Abdulmalik Adetola Lawal
Governments in Sub-Saharan Africa, including Nigeria, have been urged to address insecurity threatening crop production, and prioritize climate-smart agriculture education to boost food security.
This was stated by Dr, Effiom Oku, a lecturer in the department of soil science, University of Abuja in his interview with AgroNigeria.
He emphasized the importance of climate-smart agricultural education to enhance food security in the region. Most importantly, the challenges of insecurity affecting crop production in Sub-Saharan Africa, especially Nigeria.
In his words “Governments across Sub-Saharan African (SSA) countries including Nigeria need to combat and arrest insecurity that is preventing farming (crop production) in many communities across the continent.
“Climate information and low-input land restoration technologies for deforested and degraded land must reach every smallholder farmer. Action in the form of government policy and relevant support is needed to restore more land, better and faster.
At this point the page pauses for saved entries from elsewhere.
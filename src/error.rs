//! Ошибки вычислительного рантайма

use thiserror::Error;

/// Ошибка вызова OpenCL (или его заглушки)
#[derive(Error, Debug, Clone, PartialEq, Eq)]
pub enum ClError {
    /// Вызов API вернул код, отличный от CL_SUCCESS
    #[error("{call}: failed with code {code}")]
    Runtime { call: &'static str, code: i32 },

    #[error("clSetKernelArg: failed for argument {index} with code {code}")]
    KernelArg { index: u32, code: i32 },

    /// Компиляция ядра не удалась; `log` содержит вывод компилятора
    #[error("clBuildProgram: failed with code {code}\nbuild log:\n{log}")]
    Build { code: i32, log: String },

    #[error("no OpenCL {what} found")]
    NotFound { what: &'static str },

    /// Значение не помещается в аргумент ядра или размер буфера
    #[error("{what} = {value} does not fit the device argument type")]
    OutOfRange { what: &'static str, value: usize },
}

impl ClError {
    /// Код статуса OpenCL, если он есть
    pub fn code(&self) -> Option<i32> {
        match self {
            ClError::Runtime { code, .. }
            | ClError::KernelArg { code, .. }
            | ClError::Build { code, .. } => Some(*code),
            ClError::NotFound { .. } | ClError::OutOfRange { .. } => None,
        }
    }

    /// Ошибка сборки; код статуса сохраняется, даже если лог прочитать не удалось
    pub fn build_failure(code: i32, build_log: ClResult<String>) -> ClError {
        let log = build_log.unwrap_or_else(|e| {
            log::warn!("лог компиляции недоступен: {}", e);
            String::new()
        });
        ClError::Build { code, log }
    }
}

pub type ClResult<T> = std::result::Result<T, ClError>;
Local communities, entrepreneurs (including the private sector), young people, and graduates of Agriculture are to be firmly in the lead.
“The National University Commission (NUC) curriculum of training agricultural graduates in Nigeria, past, present and the new under construction does not recognize climate change from 100 Level to 500 level. This must change for our universities to train climate smart graduates to drive crop and animal production. Also be able to guide smallholder farmers as Extension Officers in a changing climate and under increasing extreme climate events.”
Speaking further, he stated that agricultural research and funding in the past 30 years have been on increasing productivity with only 5 % towards reducing post-harvest food losses and this must change in order to increase food productivity and post harvest losses.
“In Africa smallholder farmers produce 80% of food consumed in Sub-Saharan Africa (SSA) and they suffer from the losses. The World Food Programme (WFP) of the United Nations recognized that post-harvest losses contribute significantly to food insecurity in Africa.”